Silicon Valley startup YotaScale is pitching its autonomous cloud operations platform as a way for enterprises using the public cloud to increase visibility into their cloud infrastructure. The platform uses intelligence to minimize manual tasks, which DevOps and cloud operations teams are spending too much time on, YotaScale CEO and founder Asim Razzaq said.

In explaining the vision for autonomous cloud operations, Razzaq said that it means cloud operations where infrastructure workloads can optimize themselves based on cost performance and availability requirements.

“We’ve done interviews across hundreds of enterprise customers…one of the key observations we had is there is at least 40 percent capacity wastage in the public cloud arena because of a shift from CapEx to OpEx,” Razzaq said. “The second key finding is that one-third of the time these cloud ops and DevOps teams are spending is in manual troubleshooting. Meaning if you are in a certain scale in your cloud infrastructure, if you have a spike in a particular workload or application, it can go unnoticed for several days, or weeks, until somebody notices.”

“And then there is a whole research that ensues, coordinating and collaborating between teams to start to get to the root cause, and make sure that that issue is avoided in the future. And the idea that they are really focused on the past, not paying any attention to issues of the present and the future.”

Razzaq is very familiar with these usage spikes, having spent time as senior director of engineering at PayPal and eBay prior to launching YotaScale, in charge of its cloud infrastructure and big data teams. YotaScale’s executive team brings expertise across cloud computing, machine learning, and enterprise infrastructure.

The YotaScale platform uses a multi-step, machine learning pipeline trained on models based on 500PB of cloud data from hundreds of enterprises. The autonomous cloud operations platform also provides integration with existing cloud ops tools including Slack, JIRA, and PagerDuty.
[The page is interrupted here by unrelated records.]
//! Command-line argument parsing for `gt1z`.
//!
//! The entry points are [`parse_args`] (reads `std::env::args()`) and
//! [`parse_args_from`] (takes an explicit slice, suitable for unit testing).
//! Short options may be aggregated (e.g. `-dfD`).  The first free argument
//! is the input filename, the second the output filename; more are a usage
//! error, as are conflicting mode letters.

use anyhow::bail;

use crate::cli::constants::{display_level, set_display_level};
use crate::cli::help::{print_usage, print_version};

/// Operation selected on the command line.
#[derive(Debug, Clone, Copy, PartialEq, Eq)]
pub enum OpMode {
    /// Compress a GT1 file into a GT1Z file (default).
    Compress,
    /// Decompress a GT1Z file into a GT1 file.
    Decompress,
    /// Verify a GT1Z file against a GT1 file.
    Verify,
}

impl OpMode {
    fn letter(self) -> char {
        match self {
            OpMode::Compress => 'c',
            OpMode::Decompress => 'd',
            OpMode::Verify => 'v',
        }
    }
}

/// Options and filenames produced by the argument parsing loop.
#[derive(Debug)]
pub struct ParsedArgs {
    /// Resolved operation mode (compress when no mode letter was given).
    pub op_mode: OpMode,
    /// Overwrite an existing output file without complaint (`-f`).
    pub force_overwrite: bool,
    /// Warn when the processed file is not relocatable (`-r`).
    pub warn_not_relocatable: bool,
    /// Input filename (required for any operation).
    pub input_filename: Option<String>,
    /// Output filename; derived from the input suffix when absent.
    pub output_filename: Option<String>,
    /// When `true`, `-h` or `--version` was handled; the caller should exit
    /// 0 without performing any I/O operation.
    pub exit_early: bool,
}

/// Parse `std::env::args()` (skipping argv[0]).
pub fn parse_args() -> anyhow::Result<ParsedArgs> {
    let argv: Vec<String> = std::env::args().skip(1).collect();
    parse_args_from(&argv)
}

/// Parse an explicit argument list.  Callable from tests without touching
/// `std::env`.
pub fn parse_args_from(argv: &[String]) -> anyhow::Result<ParsedArgs> {
    let mut op_mode: Option<OpMode> = None;
    let mut force_overwrite = false;
    let mut warn_not_relocatable = false;
    let mut input_filename: Option<String> = None;
    let mut output_filename: Option<String> = None;
    let mut exit_early = false;

    fn set_mode(current: &mut Option<OpMode>, new: OpMode) -> anyhow::Result<()> {
        if let Some(old) = *current {
            if old != new {
                bail!(
                    "conflicting options '-{}' and '-{}'",
                    old.letter(),
                    new.letter()
                );
            }
        }
        *current = Some(new);
        Ok(())
    }

    for arg in argv {
        if arg == "--help" {
            print_usage();
            exit_early = true;
        } else if arg == "--version" {
            print_version();
            exit_early = true;
        } else if let Some(letters) = arg.strip_prefix('-') {
            for ch in letters.chars() {
                match ch {
                    'c' => set_mode(&mut op_mode, OpMode::Compress)?,
                    'd' => set_mode(&mut op_mode, OpMode::Decompress)?,
                    'v' => set_mode(&mut op_mode, OpMode::Verify)?,
                    'f' => force_overwrite = true,
                    'r' => warn_not_relocatable = true,
                    'D' => set_display_level(display_level() + 1),
                    'h' => {
                        print_usage();
                        exit_early = true;
                    }
                    _ => bail!("bad usage: unknown option '-{}'", ch),
                }
            }
        } else if input_filename.is_none() {
            input_filename = Some(arg.clone());
        } else if output_filename.is_none() {
            output_filename = Some(arg.clone());
        } else {
            bail!("bad usage: too many filename arguments");
        }
    }

    Ok(ParsedArgs {
        op_mode: op_mode.unwrap_or(OpMode::Compress),
        force_overwrite,
        warn_not_relocatable,
        input_filename,
        output_filename,
        exit_early,
    })
}

#[cfg(test)]
mod tests {
    use super::*;

    fn parse(args: &[&str]) -> anyhow::Result<ParsedArgs> {
        let argv: Vec<String> = args.iter().map(|s| (*s).to_owned()).collect();
        parse_args_from(&argv)
    }

    #[test]
    fn default_mode_is_compress() {
        let args = parse(&["prog.gt1"]).unwrap();
        assert_eq!(args.op_mode, OpMode::Compress);
        assert_eq!(args.input_filename.as_deref(), Some("prog.gt1"));
        assert_eq!(args.output_filename, None);
        assert!(!args.force_overwrite);
    }

    #[test]
    fn aggregated_short_options() {
        let args = parse(&["-dfr", "prog.gt1z", "prog.gt1"]).unwrap();
        assert_eq!(args.op_mode, OpMode::Decompress);
        assert!(args.force_overwrite);
        assert!(args.warn_not_relocatable);
        assert_eq!(args.output_filename.as_deref(), Some("prog.gt1"));
    }

    #[test]
    fn conflicting_modes_are_rejected() {
        let err = parse(&["-c", "-d", "prog.gt1"]).unwrap_err();
        assert!(err.to_string().contains("conflicting options"));
    }

    #[test]
    fn repeated_same_mode_is_fine() {
        let args = parse(&["-v", "-v", "prog.gt1z"]).unwrap();
        assert_eq!(args.op_mode, OpMode::Verify);
    }

    #[test]
    fn unknown_option_is_rejected() {
        assert!(parse(&["-x"]).is_err());
    }

    #[test]
    fn too_many_filenames_are_rejected() {
        assert!(parse(&["a", "b", "c"]).is_err());
    }
}
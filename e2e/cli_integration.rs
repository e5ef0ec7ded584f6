// e2e/cli_integration.rs — CLI integration tests.
//
// Tests the `gt1z` binary as a black-box tool using std::process::Command.
// Covers mode dispatch, suffix-based output naming, the overwrite policy,
// verify exit codes, and the help/version flags.

use std::fs;
use std::path::PathBuf;
use std::process::Command;

use tempfile::TempDir;

/// Locate the `gt1z` binary produced by Cargo.
fn gt1z_bin() -> PathBuf {
    // CARGO_BIN_EXE_gt1z is set by Cargo when running integration tests.
    // Fall back to walking up from the test binary location.
    if let Ok(p) = std::env::var("CARGO_BIN_EXE_gt1z") {
        return PathBuf::from(p);
    }
    let mut p = std::env::current_exe().unwrap();
    p.pop();
    if p.ends_with("deps") {
        p.pop();
    }
    p.push("gt1z");
    p
}

/// Create a TempDir containing a small GT1 file.
fn make_temp_input() -> (TempDir, PathBuf) {
    let dir = TempDir::new().unwrap();
    let input = dir.path().join("prog.gt1");
    let mut gt1 = vec![0x02, 0x00, 0x00];
    gt1.extend((0..=255u16).map(|i| (i % 7) as u8 * 31));
    gt1.extend_from_slice(&[0x00, 0x02, 0x00]);
    fs::write(&input, gt1).unwrap();
    (dir, input)
}

// ── 1. Compress / decompress / verify round trip ─────────────────────────────

#[test]
fn cli_round_trip_with_suffix_naming() {
    let (dir, input) = make_temp_input();
    let original = fs::read(&input).unwrap();

    // Compress: output name derived by swapping .gt1 for .gt1z.
    let status = Command::new(gt1z_bin())
        .arg(input.to_str().unwrap())
        .current_dir(dir.path())
        .status()
        .expect("failed to run gt1z");
    assert!(status.success(), "compress should exit 0");
    let compressed = dir.path().join("prog.gt1z");
    assert!(compressed.exists(), "derived output file should exist");

    // Verify against the source.
    let status = Command::new(gt1z_bin())
        .args(["-v", compressed.to_str().unwrap(), input.to_str().unwrap()])
        .status()
        .expect("failed to run gt1z -v");
    assert!(status.success(), "verify should exit 0");

    // Decompress to an explicit filename.
    let roundtrip = dir.path().join("back.gt1");
    let status = Command::new(gt1z_bin())
        .args([
            "-d",
            compressed.to_str().unwrap(),
            roundtrip.to_str().unwrap(),
        ])
        .status()
        .expect("failed to run gt1z -d");
    assert!(status.success(), "decompress should exit 0");
    assert_eq!(fs::read(&roundtrip).unwrap(), original);
}

// ── 2. Overwrite policy ──────────────────────────────────────────────────────

#[test]
fn cli_refuses_to_overwrite_without_force() {
    let (dir, input) = make_temp_input();
    let output = dir.path().join("prog.gt1z");
    fs::write(&output, b"sentinel").unwrap();

    let out = Command::new(gt1z_bin())
        .arg(input.to_str().unwrap())
        .current_dir(dir.path())
        .output()
        .expect("failed to run gt1z");
    assert!(!out.status.success(), "should refuse to overwrite");
    assert_eq!(fs::read(&output).unwrap(), b"sentinel");
    let stderr = String::from_utf8_lossy(&out.stderr);
    assert!(
        stderr.contains("not overwriting"),
        "stderr should name the refusal; got: {stderr}"
    );

    // -f overrides.
    let status = Command::new(gt1z_bin())
        .args(["-f", input.to_str().unwrap()])
        .current_dir(dir.path())
        .status()
        .expect("failed to run gt1z -f");
    assert!(status.success(), "-f should allow the overwrite");
    assert_ne!(fs::read(&output).unwrap(), b"sentinel");
}

// ── 3. Verify failure exit code ──────────────────────────────────────────────

#[test]
fn cli_verify_mismatch_exits_nonzero() {
    let (dir, input) = make_temp_input();
    let status = Command::new(gt1z_bin())
        .arg(input.to_str().unwrap())
        .current_dir(dir.path())
        .status()
        .unwrap();
    assert!(status.success());

    // Damage the reference.
    let other = dir.path().join("other.gt1");
    let mut bytes = fs::read(&input).unwrap();
    bytes[4] ^= 0x80;
    fs::write(&other, bytes).unwrap();

    let compressed = dir.path().join("prog.gt1z");
    let out = Command::new(gt1z_bin())
        .args(["-v", compressed.to_str().unwrap(), other.to_str().unwrap()])
        .output()
        .unwrap();
    assert!(!out.status.success(), "mismatch should exit non-zero");
    let stderr = String::from_utf8_lossy(&out.stderr);
    assert!(stderr.contains("does not match"), "got: {stderr}");
}

// ── 4. Corrupt input ─────────────────────────────────────────────────────────

#[test]
fn cli_reports_corrupt_input() {
    let dir = TempDir::new().unwrap();
    let bogus = dir.path().join("bogus.gt1z");
    fs::write(&bogus, [0x12, 0x34, 0x56]).unwrap();
    let out = Command::new(gt1z_bin())
        .args(["-d", bogus.to_str().unwrap()])
        .current_dir(dir.path())
        .output()
        .unwrap();
    assert!(!out.status.success());
    let stderr = String::from_utf8_lossy(&out.stderr);
    assert!(stderr.contains("corrupted data"), "got: {stderr}");
}

// ── 5. Usage errors ──────────────────────────────────────────────────────────

#[test]
fn cli_conflicting_modes_exit_nonzero() {
    let out = Command::new(gt1z_bin())
        .args(["-c", "-d", "prog.gt1"])
        .output()
        .unwrap();
    assert!(!out.status.success());
    let stderr = String::from_utf8_lossy(&out.stderr);
    assert!(stderr.contains("conflicting options"), "got: {stderr}");
}

#[test]
fn cli_missing_input_prints_usage() {
    let out = Command::new(gt1z_bin()).output().unwrap();
    assert!(!out.status.success());
    let stderr = String::from_utf8_lossy(&out.stderr);
    assert!(stderr.contains("Usage"), "got: {stderr}");
}

// ── 6. Help and version ──────────────────────────────────────────────────────

#[test]
fn cli_version_flag() {
    let out = Command::new(gt1z_bin()).arg("--version").output().unwrap();
    assert!(out.status.success());
    let stdout = String::from_utf8_lossy(&out.stdout);
    assert!(stdout.contains("1.0.0"), "got: {stdout}");
}

#[test]
fn cli_help_flag() {
    let out = Command::new(gt1z_bin()).arg("-h").output().unwrap();
    assert!(out.status.success());
    let stderr = String::from_utf8_lossy(&out.stderr);
    assert!(stderr.contains("Usage"), "got: {stderr}");
}

// ── 7. Relocatable warning ───────────────────────────────────────────────────

#[test]
fn cli_warns_when_not_relocatable() {
    let dir = TempDir::new().unwrap();
    let input = dir.path().join("split.gt1");
    let mut gt1 = vec![0x02, 0x00, 0x02, 0x11, 0x22];
    gt1.extend_from_slice(&[0x05, 0x00, 0x02, 0x33, 0x44]);
    gt1.extend_from_slice(&[0x00, 0x02, 0x00]);
    fs::write(&input, gt1).unwrap();

    let out = Command::new(gt1z_bin())
        .args(["-r", input.to_str().unwrap()])
        .current_dir(dir.path())
        .output()
        .unwrap();
    assert!(out.status.success());
    let stderr = String::from_utf8_lossy(&out.stderr);
    assert!(stderr.contains("not relocatable"), "got: {stderr}");
}
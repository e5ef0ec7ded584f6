//! Criterion benchmarks for the GT1Z codec.
//!
//! Run with:
//!   cargo bench --bench codec
//!
//! Uses a synthetic multi-page program image mixing repeated runs, cross-page
//! echoes, and incompressible noise.

use criterion::{criterion_group, criterion_main, Criterion, Throughput};

/// Deterministic byte generator for reproducible inputs.
struct Lcg(u32);

impl Lcg {
    fn next_byte(&mut self) -> u8 {
        self.0 = self.0.wrapping_mul(1_664_525).wrapping_add(1_013_904_223);
        (self.0 >> 24) as u8
    }
}

/// Build a GT1 image of `pages` full pages starting at 0x0800.
fn synthetic_gt1(pages: usize) -> Vec<u8> {
    let mut rng = Lcg(0xbeef_cafe);
    let mut gt1 = Vec::new();
    let mut previous: Vec<u8> = Vec::new();
    for p in 0..pages {
        let addr = 0x0800 + p * 256;
        let body: Vec<u8> = if p % 3 == 2 && !previous.is_empty() {
            // Echo the previous page with a couple of changes.
            let mut b = previous.clone();
            b[17] ^= 0x55;
            b[190] ^= 0xaa;
            b
        } else if p % 3 == 1 {
            (0..256).map(|_| rng.next_byte()).collect()
        } else {
            let mut b = Vec::new();
            while b.len() < 256 {
                let v = rng.next_byte();
                let n = (rng.next_byte() as usize % 23 + 1).min(256 - b.len());
                b.extend(std::iter::repeat(v).take(n));
            }
            b
        };
        gt1.push((addr >> 8) as u8);
        gt1.push((addr & 0xff) as u8);
        gt1.push(0); // full page
        gt1.extend_from_slice(&body);
        previous = body;
    }
    gt1.extend_from_slice(&[0x00, 0x08, 0x00]);
    gt1
}

fn bench_codec(c: &mut Criterion) {
    let mut group = c.benchmark_group("gt1z");

    for &pages in &[4usize, 16] {
        let gt1 = synthetic_gt1(pages);
        let (packed, _) = gt1z::compress(&gt1).unwrap();

        group.throughput(Throughput::Bytes(gt1.len() as u64));
        group.bench_function(format!("compress_{}p", pages), |b| {
            b.iter(|| gt1z::compress(&gt1).unwrap())
        });
        group.bench_function(format!("decompress_{}p", pages), |b| {
            b.iter(|| gt1z::decompress(&packed).unwrap())
        });
    }

    group.finish();
}

criterion_group!(benches, bench_codec);
criterion_main!(benches);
“Manual is where you don't have a lot of decision support, you have the human operator really dealing with a lot of information and data and trying to fix that and make those decisions,” Razzaq said. “And autonomous is where a majority of that decision is done for you. And you're just giving high-level direction to the infrastructure on what you need out of it. From a business point of view, of course, all of this is dependent on data.”

An autonomous system does not need configuration management level data, it can look at behaviors and within the operational guard rails in place it can make those decisions without human intervention, he said.

This autonomous approach means that troubleshooting is less reliant on a core group, so cloud operations can be decentralized, he said. Enterprises “want to make sure the central cloud ops team is not the one always policing, and they want self-service for their application and engineering teams.”

For enterprises in the post-adoption phase of their cloud journey, it is important to keep in mind that there will be some growing pains as people within the organization get up to speed.

“You just got to have the grit and continue to move forward,” Razzaq said. “Because that’s where the future is going. And that’s where the competitive advantage is going to be.”

On Tuesday, YotaScale announced that it has raised $8 million in Series A funding led by Crosslink Capital. This brings its total funding to $11.6 million since its launch in 2015. Its competitors in the cloud operations space include CloudHealth Technologies, which was acquired by VMware in August, Cloudability, and Dynatrace, which uses AI to drive cloud infrastructure optimization.